On this point, I’d recommend research by Duke University’s Ashley Jardina. In her forthcoming book White Identity Politics, she presents evidence that Americans who strongly identify with being white do not necessarily express higher levels of animus toward nonwhites. But she cautions against drawing benign conclusion about white identity politics.
One reason, she explains, is that her research found “many whites who identify with their racial group do recognize their privileged status, and yet they express no interest in relinquishing it.” This shows that whiteness is a necessarily exclusivist category — and a politics emphasizing it is necessarily a politics of racism:
Whiteness, by its very nature, is still constructed in opposition to other groups. It exists as an identity by way of drawing boundaries around racial and ethnic groups, asserting who belongs, and who does not. Who is granted privilege and status, and who is not. The power and import of white identity politics makes clear that, as a nation, we have a long way to go toward achieving racial equality.
By failing to acknowledge this, Kaufmann ends up betraying the liberalism he set out to defend.
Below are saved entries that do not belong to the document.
//! Tile coordinate names and ordered tile sets.

use crate::TileGridError;
use serde::{Deserialize, Serialize};
use std::{fmt, str::FromStr};

/// A grid cell identified by its `x_y` name.
///
/// The portal names cells by the kilometre easting and northing of
/// their lower-left corner, e.g. `632_5650`.
#[derive(Debug, Clone, Copy, PartialEq, Eq, Hash, PartialOrd, Ord, Serialize, Deserialize)]
#[serde(try_from = "String", into = "String")]
pub struct TileName {
    pub x: u32,
    pub y: u32,
}

impl TileName {
    pub const fn new(x: u32, y: u32) -> Self {
        Self { x, y }
    }

    /// Returns `true` if both coordinates are even.
    ///
    /// Only these cells carry their own lookup entry for block
    /// registered years.
    pub const fn is_block_origin(&self) -> bool {
        self.x & 1 == 0 && self.y & 1 == 0
    }

    /// Returns the lower-left cell of the 2x2 block containing `self`.
    #[must_use]
    pub const fn block_origin(&self) -> Self {
        Self {
            x: self.x & !1,
            y: self.y & !1,
        }
    }
}

impl fmt::Display for TileName {
    fn fmt(&self, f: &mut fmt::Formatter<'_>) -> fmt::Result {
        write!(f, "{}_{}", self.x, self.y)
    }
}

impl FromStr for TileName {
    type Err = TileGridError;

    fn from_str(s: &str) -> Result<Self, TileGridError> {
        let invalid = || TileGridError::TileName(s.to_string());
        let (x, y) = s.trim().split_once('_').ok_or_else(invalid)?;
        let x = x.parse::<u32>().map_err(|_| invalid())?;
        let y = y.parse::<u32>().map_err(|_| invalid())?;
        Ok(Self { x, y })
    }
}

impl TryFrom<String> for TileName {
    type Error = TileGridError;

    fn try_from(s: String) -> Result<Self, TileGridError> {
        s.parse()
    }
}

impl From<TileName> for String {
    fn from(tile: TileName) -> String {
        tile.to_string()
    }
}

/// Insertion ordered collection of unique tile names.
#[derive(Debug, Clone, Default, PartialEq, Eq, Serialize)]
#[serde(transparent)]
pub struct TileSet {
    tiles: Vec<TileName>,
}

impl TileSet {
    pub fn new() -> Self {
        Self::default()
    }

    /// Appends `tile` unless already present.
    ///
    /// Returns `true` if `tile` was added.
    pub fn insert(&mut self, tile: TileName) -> bool {
        if self.contains(&tile) {
            false
        } else {
            self.tiles.push(tile);
            true
        }
    }

    pub fn contains(&self, tile: &TileName) -> bool {
        self.tiles.contains(tile)
    }

    pub fn len(&self) -> usize {
        self.tiles.len()
    }

    pub fn is_empty(&self) -> bool {
        self.tiles.is_empty()
    }

    pub fn iter(&self) -> std::slice::Iter<'_, TileName> {
        self.tiles.iter()
    }

    pub fn as_slice(&self) -> &[TileName] {
        &self.tiles
    }
}

impl FromIterator<TileName> for TileSet {
    fn from_iter<I: IntoIterator<Item = TileName>>(iter: I) -> Self {
        let mut set = Self::new();
        for tile in iter {
            set.insert(tile);
        }
        set
    }
}

impl IntoIterator for TileSet {
    type Item = TileName;
    type IntoIter = std::vec::IntoIter<TileName>;

    fn into_iter(self) -> Self::IntoIter {
        self.tiles.into_iter()
    }
}

impl<'a> IntoIterator for &'a TileSet {
    type Item = &'a TileName;
    type IntoIter = std::slice::Iter<'a, TileName>;

    fn into_iter(self) -> Self::IntoIter {
        self.tiles.iter()
    }
}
And in doing so, he throws in his lot with Hazony, providing intellectual fuel to the far right’s arguments.
Kaufmann is part of a broader tendency of Western writers and thinkers to view the far right as a reaction to a deeper problem: censorious political correctness and intolerant social justice activists. Jordan Peterson, the Canadian professor who has become a best-selling author and cult intellectual guru, is the Platonic ideal of this kind of advocate. Similar views can be found from those in the so-called “Intellectual Dark Web.”
Whiteshift, which approvingly cites Peterson, reveals the link between the anti–political correctness brigade, which include some self-proclaimed liberals, and Hazony and the nationalist right.
By positioning the left as the problem, disproportionately training rhetorical fire on them, and concluding that condemnations of “structural racism” are unfair, Kaufmann lands on a position that severely downplays the reality of racial oppression. That makes it possible to see whites as a victimized class maligned by social justice warriors, and even swinging all the way around to embracing white ethnonationalism.
Kaufmann may still refuse to support far-right politicians directly, but by advancing their narrative and an ethnonationalist worldview, he is making them more respectable all the same. It’s not the far right that has to change fundamentally, if you accept his arguments — it’s the activists and people of color who are silencing them.
Whiteshift’s clarity about the ultimate implications of anti–political correctness politics is, second to the statistical analyses, its core virtue. The book reveals just how little practical daylight there is between the actual right and the anti-PC warriors. Their arguments may begin with different premises, but they end up at remarkably similar conclusions: the necessity of catering to a politics of white grievance.
Ultimately, this is the battle line along which Western politics will be fought — whether at the ballot box or in the academy. The far right and the anti-PC crusaders represent the energy of a restive white majority, each reacting to challenges from changing demographics and movements for racial equality. It’s a loose ideological coalition, but a coalition nonetheless.
Against them are establishment liberals, social justice activists, the newly resurgent socialist left, and those few conservatives who reject ethnonationalism on principle. These various factions disagree profoundly on a host of issues, but all share a baseline commitment to racial equality. The question for these groups is this: Can they find a way of getting past their differences, and come to something like the emerging right-wing coalition?
The future of Western politics will depend on it.